▶ Task description:
In the lines below, the string "async" may appear; say how many lines hold it and give nothing more.

╭─ The input

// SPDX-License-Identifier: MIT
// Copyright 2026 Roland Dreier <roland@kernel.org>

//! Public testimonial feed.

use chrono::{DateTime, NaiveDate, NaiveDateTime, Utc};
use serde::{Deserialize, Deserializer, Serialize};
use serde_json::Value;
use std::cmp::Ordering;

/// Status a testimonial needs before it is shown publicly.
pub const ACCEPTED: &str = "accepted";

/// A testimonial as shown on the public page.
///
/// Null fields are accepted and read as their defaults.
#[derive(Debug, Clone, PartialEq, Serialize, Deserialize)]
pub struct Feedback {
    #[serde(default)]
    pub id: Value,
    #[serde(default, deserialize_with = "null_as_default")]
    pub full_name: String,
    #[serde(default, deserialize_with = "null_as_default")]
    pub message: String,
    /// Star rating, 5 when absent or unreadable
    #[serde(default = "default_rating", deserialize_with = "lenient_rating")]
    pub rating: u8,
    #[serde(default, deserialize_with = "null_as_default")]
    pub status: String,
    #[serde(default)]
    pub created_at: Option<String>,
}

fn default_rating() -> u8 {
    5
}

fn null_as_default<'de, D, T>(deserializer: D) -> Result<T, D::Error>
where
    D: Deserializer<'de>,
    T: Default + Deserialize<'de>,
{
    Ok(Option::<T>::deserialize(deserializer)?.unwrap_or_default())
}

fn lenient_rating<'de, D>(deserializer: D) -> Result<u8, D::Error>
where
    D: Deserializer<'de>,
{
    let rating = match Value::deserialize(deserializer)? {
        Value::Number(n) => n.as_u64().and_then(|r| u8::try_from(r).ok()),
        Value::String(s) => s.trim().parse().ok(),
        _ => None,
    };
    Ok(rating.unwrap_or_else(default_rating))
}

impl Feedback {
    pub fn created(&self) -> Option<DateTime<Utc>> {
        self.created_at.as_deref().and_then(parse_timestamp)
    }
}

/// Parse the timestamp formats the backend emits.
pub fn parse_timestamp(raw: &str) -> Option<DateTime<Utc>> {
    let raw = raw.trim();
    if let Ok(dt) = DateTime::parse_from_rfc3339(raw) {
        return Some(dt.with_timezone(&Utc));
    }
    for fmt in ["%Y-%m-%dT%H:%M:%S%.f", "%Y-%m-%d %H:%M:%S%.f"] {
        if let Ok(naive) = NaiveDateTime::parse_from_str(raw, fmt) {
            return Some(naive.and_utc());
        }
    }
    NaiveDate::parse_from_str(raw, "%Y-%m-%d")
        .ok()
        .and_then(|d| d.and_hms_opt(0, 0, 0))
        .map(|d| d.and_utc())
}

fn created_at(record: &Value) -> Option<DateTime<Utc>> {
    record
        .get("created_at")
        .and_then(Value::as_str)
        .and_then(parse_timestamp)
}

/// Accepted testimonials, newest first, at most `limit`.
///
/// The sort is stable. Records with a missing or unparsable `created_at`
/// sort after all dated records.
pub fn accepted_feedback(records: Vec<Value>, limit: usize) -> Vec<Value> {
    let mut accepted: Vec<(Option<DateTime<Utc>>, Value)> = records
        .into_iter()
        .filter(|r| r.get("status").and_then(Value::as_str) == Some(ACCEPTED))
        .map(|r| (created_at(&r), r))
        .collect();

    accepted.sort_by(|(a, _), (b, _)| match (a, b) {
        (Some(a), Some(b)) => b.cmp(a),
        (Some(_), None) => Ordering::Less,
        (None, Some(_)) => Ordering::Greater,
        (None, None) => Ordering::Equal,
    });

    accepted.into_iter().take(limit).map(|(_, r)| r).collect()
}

╰─
╭─ The input

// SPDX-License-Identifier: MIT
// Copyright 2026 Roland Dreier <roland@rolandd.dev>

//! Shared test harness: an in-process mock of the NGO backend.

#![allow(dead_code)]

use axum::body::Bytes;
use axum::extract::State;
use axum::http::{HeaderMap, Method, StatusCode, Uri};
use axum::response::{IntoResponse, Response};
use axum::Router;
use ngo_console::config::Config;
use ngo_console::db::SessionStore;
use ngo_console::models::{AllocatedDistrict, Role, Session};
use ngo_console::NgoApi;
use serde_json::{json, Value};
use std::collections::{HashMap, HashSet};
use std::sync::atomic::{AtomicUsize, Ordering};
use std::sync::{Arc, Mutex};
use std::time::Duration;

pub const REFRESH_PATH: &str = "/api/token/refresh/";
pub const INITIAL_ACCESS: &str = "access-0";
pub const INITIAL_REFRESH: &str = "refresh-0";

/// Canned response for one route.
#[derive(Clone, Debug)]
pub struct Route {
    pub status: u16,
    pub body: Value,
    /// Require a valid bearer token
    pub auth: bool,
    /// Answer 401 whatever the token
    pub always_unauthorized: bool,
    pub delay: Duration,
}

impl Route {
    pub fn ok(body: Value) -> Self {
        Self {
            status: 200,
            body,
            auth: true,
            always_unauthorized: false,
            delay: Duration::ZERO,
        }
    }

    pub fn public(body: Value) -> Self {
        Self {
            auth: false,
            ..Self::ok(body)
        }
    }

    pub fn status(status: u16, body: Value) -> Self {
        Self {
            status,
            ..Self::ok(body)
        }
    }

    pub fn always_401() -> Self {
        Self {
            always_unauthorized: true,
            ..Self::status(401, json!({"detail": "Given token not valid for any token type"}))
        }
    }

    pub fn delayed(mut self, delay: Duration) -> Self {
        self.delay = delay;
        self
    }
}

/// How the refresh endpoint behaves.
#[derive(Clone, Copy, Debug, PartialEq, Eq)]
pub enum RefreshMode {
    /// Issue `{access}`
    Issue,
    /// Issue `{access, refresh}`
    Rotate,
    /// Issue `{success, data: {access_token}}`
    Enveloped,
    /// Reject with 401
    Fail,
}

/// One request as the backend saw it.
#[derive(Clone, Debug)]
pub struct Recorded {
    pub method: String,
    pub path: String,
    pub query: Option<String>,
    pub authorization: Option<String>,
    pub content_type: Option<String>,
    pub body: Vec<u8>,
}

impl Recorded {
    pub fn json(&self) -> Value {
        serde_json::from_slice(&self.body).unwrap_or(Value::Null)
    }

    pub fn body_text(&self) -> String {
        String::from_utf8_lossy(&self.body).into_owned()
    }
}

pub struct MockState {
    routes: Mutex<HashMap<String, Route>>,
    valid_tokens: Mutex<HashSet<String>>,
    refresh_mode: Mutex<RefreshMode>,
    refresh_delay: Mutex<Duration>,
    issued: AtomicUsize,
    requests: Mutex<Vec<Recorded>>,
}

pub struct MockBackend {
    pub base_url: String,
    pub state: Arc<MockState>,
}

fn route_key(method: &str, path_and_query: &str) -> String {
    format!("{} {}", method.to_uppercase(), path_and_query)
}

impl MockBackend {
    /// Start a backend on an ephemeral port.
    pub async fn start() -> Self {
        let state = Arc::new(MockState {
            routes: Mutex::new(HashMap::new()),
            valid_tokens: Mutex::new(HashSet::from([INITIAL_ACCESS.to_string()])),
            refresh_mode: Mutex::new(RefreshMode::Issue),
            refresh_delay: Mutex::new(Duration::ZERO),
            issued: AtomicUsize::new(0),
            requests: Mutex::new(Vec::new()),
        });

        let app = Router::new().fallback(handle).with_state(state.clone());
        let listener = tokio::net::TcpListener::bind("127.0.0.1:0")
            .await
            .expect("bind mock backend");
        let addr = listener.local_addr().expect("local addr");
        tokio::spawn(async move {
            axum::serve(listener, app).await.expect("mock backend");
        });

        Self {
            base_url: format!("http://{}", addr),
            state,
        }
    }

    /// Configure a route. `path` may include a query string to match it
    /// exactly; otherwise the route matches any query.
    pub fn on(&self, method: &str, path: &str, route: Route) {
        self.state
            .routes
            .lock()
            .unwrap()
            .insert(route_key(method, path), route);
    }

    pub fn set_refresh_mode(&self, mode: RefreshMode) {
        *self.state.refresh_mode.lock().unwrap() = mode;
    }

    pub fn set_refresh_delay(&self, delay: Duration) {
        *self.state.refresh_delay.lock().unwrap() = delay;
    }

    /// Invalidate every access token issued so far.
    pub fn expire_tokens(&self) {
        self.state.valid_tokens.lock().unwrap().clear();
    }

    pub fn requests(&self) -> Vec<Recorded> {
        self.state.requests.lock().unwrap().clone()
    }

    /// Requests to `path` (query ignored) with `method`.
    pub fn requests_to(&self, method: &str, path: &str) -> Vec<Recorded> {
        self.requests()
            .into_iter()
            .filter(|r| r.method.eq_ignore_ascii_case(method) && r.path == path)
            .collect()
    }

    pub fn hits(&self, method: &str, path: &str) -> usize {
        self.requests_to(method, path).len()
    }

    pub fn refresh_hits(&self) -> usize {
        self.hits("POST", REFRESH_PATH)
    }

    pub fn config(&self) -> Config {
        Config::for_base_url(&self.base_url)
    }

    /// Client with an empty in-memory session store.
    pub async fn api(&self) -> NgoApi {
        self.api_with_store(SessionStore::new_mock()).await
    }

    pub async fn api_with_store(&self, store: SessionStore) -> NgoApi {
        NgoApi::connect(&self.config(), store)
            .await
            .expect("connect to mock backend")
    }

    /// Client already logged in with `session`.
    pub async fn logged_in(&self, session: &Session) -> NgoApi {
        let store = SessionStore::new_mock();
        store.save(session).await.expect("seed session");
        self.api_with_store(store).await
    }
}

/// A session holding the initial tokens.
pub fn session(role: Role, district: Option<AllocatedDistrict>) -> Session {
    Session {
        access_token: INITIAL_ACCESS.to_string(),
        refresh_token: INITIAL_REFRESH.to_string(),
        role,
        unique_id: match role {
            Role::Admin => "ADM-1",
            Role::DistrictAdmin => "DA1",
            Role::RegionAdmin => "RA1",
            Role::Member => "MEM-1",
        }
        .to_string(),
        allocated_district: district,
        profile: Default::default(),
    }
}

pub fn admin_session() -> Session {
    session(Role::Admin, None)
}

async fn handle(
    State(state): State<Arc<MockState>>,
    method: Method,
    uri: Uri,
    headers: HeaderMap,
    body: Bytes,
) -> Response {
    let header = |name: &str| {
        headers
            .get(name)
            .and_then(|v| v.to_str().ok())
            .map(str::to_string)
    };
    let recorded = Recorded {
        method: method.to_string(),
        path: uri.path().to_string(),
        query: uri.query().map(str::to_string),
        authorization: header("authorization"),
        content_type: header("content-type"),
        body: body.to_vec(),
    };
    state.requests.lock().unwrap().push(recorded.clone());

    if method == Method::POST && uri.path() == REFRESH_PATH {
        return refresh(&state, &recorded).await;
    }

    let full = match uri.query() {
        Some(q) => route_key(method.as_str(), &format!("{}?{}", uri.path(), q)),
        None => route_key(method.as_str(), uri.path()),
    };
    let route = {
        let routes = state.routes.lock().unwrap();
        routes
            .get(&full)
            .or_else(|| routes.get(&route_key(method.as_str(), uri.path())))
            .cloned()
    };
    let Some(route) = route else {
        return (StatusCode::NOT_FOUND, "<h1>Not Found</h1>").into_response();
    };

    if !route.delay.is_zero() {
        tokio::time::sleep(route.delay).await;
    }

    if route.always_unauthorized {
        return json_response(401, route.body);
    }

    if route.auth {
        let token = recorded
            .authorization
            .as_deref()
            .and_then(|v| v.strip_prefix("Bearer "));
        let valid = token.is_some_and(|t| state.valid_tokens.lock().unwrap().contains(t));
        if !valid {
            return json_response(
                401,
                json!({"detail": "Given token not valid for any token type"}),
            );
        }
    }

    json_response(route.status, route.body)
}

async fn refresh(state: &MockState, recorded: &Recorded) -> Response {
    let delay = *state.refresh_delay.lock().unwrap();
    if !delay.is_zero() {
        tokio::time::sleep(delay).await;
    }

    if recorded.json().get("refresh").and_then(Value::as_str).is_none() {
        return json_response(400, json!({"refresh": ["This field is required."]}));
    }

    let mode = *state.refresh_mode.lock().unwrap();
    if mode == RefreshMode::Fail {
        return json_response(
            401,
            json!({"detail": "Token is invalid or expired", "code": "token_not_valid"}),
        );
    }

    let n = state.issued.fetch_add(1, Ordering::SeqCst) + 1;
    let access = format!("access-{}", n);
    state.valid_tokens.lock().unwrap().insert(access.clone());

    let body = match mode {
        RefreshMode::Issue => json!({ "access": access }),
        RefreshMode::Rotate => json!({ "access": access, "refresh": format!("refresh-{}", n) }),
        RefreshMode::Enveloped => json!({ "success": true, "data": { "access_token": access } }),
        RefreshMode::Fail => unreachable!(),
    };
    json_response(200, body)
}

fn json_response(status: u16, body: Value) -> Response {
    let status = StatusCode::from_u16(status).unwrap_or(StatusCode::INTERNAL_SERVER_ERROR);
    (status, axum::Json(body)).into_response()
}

╰─

▶ Solved exercise:
7